START INFORMATION SUPPLIED

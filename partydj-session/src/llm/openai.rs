//! OpenAI chat-completions client

use async_trait::async_trait;
use std::time::Duration;

use super::{validate_completion, Completion, CompletionRequest, LlmClient, LlmError};
use crate::config::OpenAiConfig;

const REQUEST_TIMEOUT_SECS: u64 = 60;

/// `LlmClient` over the OpenAI HTTP API
pub struct OpenAiClient {
    http_client: reqwest::Client,
    base_url: String,
    api_key: String,
    organization: Option<String>,
}

impl OpenAiClient {
    pub fn new(config: &OpenAiConfig) -> Result<Self, LlmError> {
        let api_key = config
            .api_key
            .clone()
            .ok_or(LlmError::MissingApiKey)?;

        let http_client = reqwest::Client::builder()
            .timeout(Duration::from_secs(REQUEST_TIMEOUT_SECS))
            .build()
            .map_err(|e| LlmError::Network(e.to_string()))?;

        Ok(Self {
            http_client,
            base_url: config.base_url.trim_end_matches('/').to_string(),
            api_key,
            organization: config.organization.clone(),
        })
    }
}

#[async_trait]
impl LlmClient for OpenAiClient {
    async fn complete(&self, request: &CompletionRequest) -> Result<Completion, LlmError> {
        let url = format!("{}/v1/chat/completions", self.base_url);

        tracing::debug!(
            model = %request.model,
            messages = request.messages.len(),
            max_tokens = request.max_tokens,
            "Requesting chat completion"
        );

        let mut builder = self
            .http_client
            .post(&url)
            .bearer_auth(&self.api_key)
            .json(request);
        if let Some(organization) = &self.organization {
            builder = builder.header("OpenAI-Organization", organization);
        }

        let response = builder
            .send()
            .await
            .map_err(|e| LlmError::Network(e.to_string()))?;

        let status = response.status();
        if !status.is_success() {
            let body = response.text().await.unwrap_or_default();
            return Err(LlmError::Api {
                status: status.as_u16(),
                body,
            });
        }

        let value: serde_json::Value = response
            .json()
            .await
            .map_err(|e| LlmError::Schema(e.to_string()))?;

        validate_completion(value)
    }
}

#[cfg(test)]
mod tests {
    use super::*;

    #[test]
    fn test_client_requires_api_key() {
        assert!(matches!(
            OpenAiClient::new(&OpenAiConfig::default()),
            Err(LlmError::MissingApiKey)
        ));

        let config = OpenAiConfig {
            api_key: Some("sk-test".to_string()),
            base_url: "http://localhost:9/".to_string(),
            ..OpenAiConfig::default()
        };
        let client = OpenAiClient::new(&config).unwrap();
        assert_eq!(client.base_url, "http://localhost:9");
    }
}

END INFORMATION SUPPLIED

* **WHAT YOU HAVE TO DO**
Nothing but the lines from the start of the data above through the line with "if let Some(organization)" should appear in your answer, copied exactly.

* **COMPLETED EXERCISE**
filename partydj-session/src/llm/openai.rs
//! OpenAI chat-completions client

use async_trait::async_trait;
use std::time::Duration;

use super::{validate_completion, Completion, CompletionRequest, LlmClient, LlmError};
use crate::config::OpenAiConfig;

const REQUEST_TIMEOUT_SECS: u64 = 60;

/// `LlmClient` over the OpenAI HTTP API
pub struct OpenAiClient {
    http_client: reqwest::Client,
    base_url: String,
    api_key: String,
    organization: Option<String>,
}

impl OpenAiClient {
    pub fn new(config: &OpenAiConfig) -> Result<Self, LlmError> {
        let api_key = config
            .api_key
            .clone()
            .ok_or(LlmError::MissingApiKey)?;

        let http_client = reqwest::Client::builder()
            .timeout(Duration::from_secs(REQUEST_TIMEOUT_SECS))
            .build()
            .map_err(|e| LlmError::Network(e.to_string()))?;

        Ok(Self {
            http_client,
            base_url: config.base_url.trim_end_matches('/').to_string(),
            api_key,
            organization: config.organization.clone(),
        })
    }
}

#[async_trait]
impl LlmClient for OpenAiClient {
    async fn complete(&self, request: &CompletionRequest) -> Result<Completion, LlmError> {
        let url = format!("{}/v1/chat/completions", self.base_url);

        tracing::debug!(
            model = %request.model,
            messages = request.messages.len(),
            max_tokens = request.max_tokens,
            "Requesting chat completion"
        );

        let mut builder = self
            .http_client
            .post(&url)
            .bearer_auth(&self.api_key)
            .json(request);
        if let Some(organization) = &self.organization {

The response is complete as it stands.